A semi-final against Celta Vigo followed by a final against Ajax or Lyon is as close to an open goal as European football can offer. The problem for Manchester United is that they aren't exactly gobbling up open goals – all the more so when they’re created for or by Paul Pogba.
United will be relieved that Pogba is available for what is probably their most important game since Alex Ferguson retired, but despite his competitive charisma and improvisational instinct, not everyone is convinced by him. Partly, this is because of how much he cost – though he had accomplished more than most other players for whom the British transfer record has been broken. And partly, this is because of how much he earns – an admittedly snide ruse given the peanuts paid to the top entertainers in every other cultural milieu, all the more so given football’s financial troubles, and even further, his intention to insult soldiers and nurses. On top of that, he also has the audacity to enjoy his life despite being a young black male, dares to ignore the opinions of people he’ll never meet, and labours under the pathetic misapprehension that there is more to life than football. He is vile.

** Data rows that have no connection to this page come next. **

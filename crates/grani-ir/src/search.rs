//! Grover "eraser" search circuit.
//!
//! Amplitude amplification over a 3-qubit register: uniform superposition,
//! then repeated oracle + diffusion rounds that concentrate probability on a
//! chosen target bitstring. The target string is written most-significant
//! bit first, matching the canonical outcome rendering (classical bit 2
//! leftmost).

use crate::circuit::Circuit;
use crate::error::{IrError, IrResult};
use crate::qubit::{ClbitId, QubitId};

/// Width of the search register.
pub const SEARCH_WIDTH: u32 = 3;

/// Recommended number of amplification rounds for a 3-qubit register.
pub const DEFAULT_ITERATIONS: u32 = 2;

/// Per-qubit target bits, parsed from the MSB-first target string.
///
/// `bits[i]` is the desired value of qubit `i`, so the leftmost character of
/// the string maps to the highest qubit index.
fn target_bits(target: &str) -> IrResult<[bool; SEARCH_WIDTH as usize]> {
    if target.len() != SEARCH_WIDTH as usize || !target.chars().all(|c| c == '0' || c == '1') {
        return Err(IrError::InvalidBitstring {
            value: target.to_string(),
            expected: SEARCH_WIDTH,
        });
    }
    let mut bits = [false; SEARCH_WIDTH as usize];
    for (i, c) in target.chars().rev().enumerate() {
        bits[i] = c == '1';
    }
    Ok(bits)
}

/// Phase oracle: flip the sign of the target basis state.
///
/// X-conjugation turns the target into |111⟩, where the H·CCX·H sandwich on
/// qubit 0 acts as a CCZ.
fn oracle(circuit: &mut Circuit, bits: &[bool; 3]) -> IrResult<()> {
    for (i, &bit) in bits.iter().enumerate() {
        if !bit {
            circuit.x(QubitId(i as u32))?;
        }
    }

    circuit.h(QubitId(0))?;
    circuit.ccx(QubitId(1), QubitId(2), QubitId(0))?;
    circuit.h(QubitId(0))?;

    for (i, &bit) in bits.iter().enumerate() {
        if !bit {
            circuit.x(QubitId(i as u32))?;
        }
    }
    Ok(())
}

/// Diffusion operator: inversion about the mean.
fn diffusion(circuit: &mut Circuit) -> IrResult<()> {
    for i in 0..SEARCH_WIDTH {
        circuit.h(QubitId(i))?;
    }
    for i in 0..SEARCH_WIDTH {
        circuit.x(QubitId(i))?;
    }

    circuit.h(QubitId(2))?;
    circuit.ccx(QubitId(0), QubitId(1), QubitId(2))?;
    circuit.h(QubitId(2))?;

    for i in 0..SEARCH_WIDTH {
        circuit.x(QubitId(i))?;
    }
    for i in 0..SEARCH_WIDTH {
        circuit.h(QubitId(i))?;
    }
    Ok(())
}

/// Build the Grover eraser circuit amplifying `target`.
///
/// `target` is a 3-character 0/1 string; `iterations` oracle + diffusion
/// rounds are applied (two is optimal for 3 qubits).
pub fn grover_eraser(target: &str, iterations: u32) -> IrResult<Circuit> {
    let bits = target_bits(target)?;
    let mut circuit = Circuit::with_size(
        format!("grover_{target}"),
        SEARCH_WIDTH,
        SEARCH_WIDTH,
    );

    for i in 0..SEARCH_WIDTH {
        circuit.h(QubitId(i))?;
    }

    for _ in 0..iterations {
        oracle(&mut circuit, &bits)?;
        diffusion(&mut circuit)?;
    }

    for i in 0..SEARCH_WIDTH {
        circuit.measure(QubitId(i), ClbitId(i))?;
    }
    Ok(circuit)
}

There are also those with reservations relating to his on-pitch activity, reservations exacerbated by his performances for France at last summer’s European Championship. And it is true that he is capable of better. But it is also true that Didier Deschamps, a manager who deemed Andre-Pierre Gignac of greater use than Anthony Martial, messed him about positionally – and even then, Pogba was definitive in the quarter-final and created the clinching goal in the semi with a frankly murderous display of footwork.
At Juventus, on the other hand, his team had been set-up to suit him – it was almost as though Antonio Conte and Max Allegri knew what they were doing. But then Pogba left to join United, discovered a timid, dysfunctional team, and amazingly, things changed.
Not in the first instance – on his debut he rampaged all over Southampton with a simple brilliance that overrode the deficiencies around him. Eventually, though, and like Angel di Maria before him, he was soon sinking in stodge, on the pitch for every minute of every game despite having played through the summer and missed pre-season.
In the meantime, Jose Mourinho tinkered, scarcely disguising his disgust at his inheritance. Mainly, he used Pogba in front of the back-four alongside Marouane Fellaini, leaving him exposed and with no platform from which to express himself. In such context came his first big-game failure, against Manchester City’s midfield three of Fernandinho, David Silva and Kevin de Bruyne; it was not especially his fault.
At various points Fellaini was replaced by Ander Herrera – eventually, he became a regular – and when all other options were exhausted so too did Michael Carrick. At last the team was configured to extract the maximum from its best player, and immediately, United improved; if only Pogba had previously made absolutely, implacably, expletively clear what he needed to extract the maximum from his ability. If only.
With Herrera scuttling about and Carrick supplying early, quality ball, United convinced for the only time this season. In the league, they beat Swansea easily but three careless draws followed – Pogba was dominant in the first of those, against Arsenal, and was consistently crucial in the six straight wins that came next.